+++ Exercise data

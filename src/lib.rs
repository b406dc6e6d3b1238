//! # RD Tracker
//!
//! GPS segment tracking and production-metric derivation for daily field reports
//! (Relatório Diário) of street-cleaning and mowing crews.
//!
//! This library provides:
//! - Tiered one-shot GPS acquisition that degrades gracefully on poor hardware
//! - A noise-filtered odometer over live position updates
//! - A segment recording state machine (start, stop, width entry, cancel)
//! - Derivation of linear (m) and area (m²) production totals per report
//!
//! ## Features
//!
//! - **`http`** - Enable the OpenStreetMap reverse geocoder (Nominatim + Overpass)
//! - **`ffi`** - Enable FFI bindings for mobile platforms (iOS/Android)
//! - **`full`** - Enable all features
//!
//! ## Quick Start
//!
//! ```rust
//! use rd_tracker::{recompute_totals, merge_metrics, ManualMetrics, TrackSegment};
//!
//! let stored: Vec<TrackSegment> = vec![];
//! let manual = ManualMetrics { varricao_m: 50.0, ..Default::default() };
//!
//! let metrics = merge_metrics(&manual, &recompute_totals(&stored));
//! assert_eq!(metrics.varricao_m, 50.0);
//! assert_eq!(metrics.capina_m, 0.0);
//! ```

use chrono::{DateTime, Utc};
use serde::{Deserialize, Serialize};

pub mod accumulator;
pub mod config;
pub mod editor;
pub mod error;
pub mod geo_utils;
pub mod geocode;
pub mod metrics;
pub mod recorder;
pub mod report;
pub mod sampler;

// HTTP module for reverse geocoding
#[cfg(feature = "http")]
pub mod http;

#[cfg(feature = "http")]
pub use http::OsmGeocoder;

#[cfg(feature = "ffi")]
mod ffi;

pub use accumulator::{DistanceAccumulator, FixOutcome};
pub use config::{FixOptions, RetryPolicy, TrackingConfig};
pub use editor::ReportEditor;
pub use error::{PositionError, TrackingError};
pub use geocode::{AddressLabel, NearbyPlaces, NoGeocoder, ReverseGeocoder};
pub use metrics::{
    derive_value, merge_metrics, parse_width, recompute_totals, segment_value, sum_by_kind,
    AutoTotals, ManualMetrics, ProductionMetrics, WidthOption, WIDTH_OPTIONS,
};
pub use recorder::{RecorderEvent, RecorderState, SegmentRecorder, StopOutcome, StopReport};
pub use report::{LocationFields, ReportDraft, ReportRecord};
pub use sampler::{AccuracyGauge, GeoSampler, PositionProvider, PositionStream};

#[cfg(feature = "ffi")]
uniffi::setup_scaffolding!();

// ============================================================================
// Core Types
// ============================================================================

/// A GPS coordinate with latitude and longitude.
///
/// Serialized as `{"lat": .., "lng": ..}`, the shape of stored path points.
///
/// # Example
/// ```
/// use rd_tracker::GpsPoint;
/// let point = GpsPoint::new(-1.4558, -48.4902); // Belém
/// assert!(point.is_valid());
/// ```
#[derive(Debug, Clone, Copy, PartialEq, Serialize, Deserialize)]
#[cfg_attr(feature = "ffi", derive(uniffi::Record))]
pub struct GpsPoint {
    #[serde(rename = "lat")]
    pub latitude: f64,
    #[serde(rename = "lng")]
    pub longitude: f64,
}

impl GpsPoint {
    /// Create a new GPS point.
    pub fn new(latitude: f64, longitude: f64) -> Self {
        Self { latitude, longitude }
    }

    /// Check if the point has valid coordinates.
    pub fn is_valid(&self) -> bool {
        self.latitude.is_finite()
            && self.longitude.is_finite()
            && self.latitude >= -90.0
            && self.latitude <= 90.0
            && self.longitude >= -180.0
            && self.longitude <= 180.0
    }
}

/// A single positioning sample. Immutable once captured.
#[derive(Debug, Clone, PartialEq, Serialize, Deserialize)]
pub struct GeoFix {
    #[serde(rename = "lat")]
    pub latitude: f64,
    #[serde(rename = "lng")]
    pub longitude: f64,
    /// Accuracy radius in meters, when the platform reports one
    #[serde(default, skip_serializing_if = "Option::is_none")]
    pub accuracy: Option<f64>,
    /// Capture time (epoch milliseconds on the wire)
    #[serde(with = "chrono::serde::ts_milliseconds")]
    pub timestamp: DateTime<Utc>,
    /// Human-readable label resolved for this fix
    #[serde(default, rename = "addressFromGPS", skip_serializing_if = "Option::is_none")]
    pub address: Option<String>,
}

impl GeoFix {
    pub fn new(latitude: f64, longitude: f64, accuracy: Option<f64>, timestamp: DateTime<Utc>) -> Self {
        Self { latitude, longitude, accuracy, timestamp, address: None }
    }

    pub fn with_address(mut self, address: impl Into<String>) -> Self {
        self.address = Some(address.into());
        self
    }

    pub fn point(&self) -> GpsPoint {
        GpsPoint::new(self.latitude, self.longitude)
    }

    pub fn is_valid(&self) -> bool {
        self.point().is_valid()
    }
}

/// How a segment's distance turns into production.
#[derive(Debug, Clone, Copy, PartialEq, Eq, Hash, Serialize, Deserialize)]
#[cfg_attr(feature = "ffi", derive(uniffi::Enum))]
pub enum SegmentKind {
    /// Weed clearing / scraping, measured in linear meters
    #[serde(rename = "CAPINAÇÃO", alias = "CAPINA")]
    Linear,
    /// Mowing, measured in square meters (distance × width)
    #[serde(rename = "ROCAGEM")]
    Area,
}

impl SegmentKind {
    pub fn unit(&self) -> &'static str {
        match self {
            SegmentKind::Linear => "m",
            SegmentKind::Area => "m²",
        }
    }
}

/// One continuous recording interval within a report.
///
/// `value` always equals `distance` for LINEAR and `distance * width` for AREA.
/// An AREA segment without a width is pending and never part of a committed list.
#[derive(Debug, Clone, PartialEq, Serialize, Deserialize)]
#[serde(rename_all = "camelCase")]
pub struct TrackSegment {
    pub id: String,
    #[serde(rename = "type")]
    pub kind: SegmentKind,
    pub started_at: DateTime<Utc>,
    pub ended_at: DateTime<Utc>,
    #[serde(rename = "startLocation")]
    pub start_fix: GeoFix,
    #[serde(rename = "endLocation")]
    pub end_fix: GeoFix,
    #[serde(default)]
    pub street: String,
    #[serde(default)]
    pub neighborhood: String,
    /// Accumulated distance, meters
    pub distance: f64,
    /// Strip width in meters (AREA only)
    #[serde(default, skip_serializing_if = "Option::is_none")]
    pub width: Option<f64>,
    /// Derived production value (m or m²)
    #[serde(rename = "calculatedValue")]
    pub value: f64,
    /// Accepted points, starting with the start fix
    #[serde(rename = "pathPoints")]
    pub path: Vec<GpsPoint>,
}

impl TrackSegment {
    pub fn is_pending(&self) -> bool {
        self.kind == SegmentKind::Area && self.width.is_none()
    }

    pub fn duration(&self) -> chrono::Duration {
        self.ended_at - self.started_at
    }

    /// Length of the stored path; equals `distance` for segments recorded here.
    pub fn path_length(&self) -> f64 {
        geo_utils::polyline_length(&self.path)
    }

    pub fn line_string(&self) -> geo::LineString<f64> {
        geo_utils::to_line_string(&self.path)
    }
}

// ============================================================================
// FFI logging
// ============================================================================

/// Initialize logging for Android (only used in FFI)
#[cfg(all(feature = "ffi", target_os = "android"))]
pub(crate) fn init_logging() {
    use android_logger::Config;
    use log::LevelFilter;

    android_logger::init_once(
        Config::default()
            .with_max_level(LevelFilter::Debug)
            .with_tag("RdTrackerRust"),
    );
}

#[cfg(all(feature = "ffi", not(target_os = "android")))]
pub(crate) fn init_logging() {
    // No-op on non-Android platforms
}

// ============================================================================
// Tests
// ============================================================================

++++++

*Required action:*
Provide solely the number of lines in the data that include the word "error".

*Output:*
2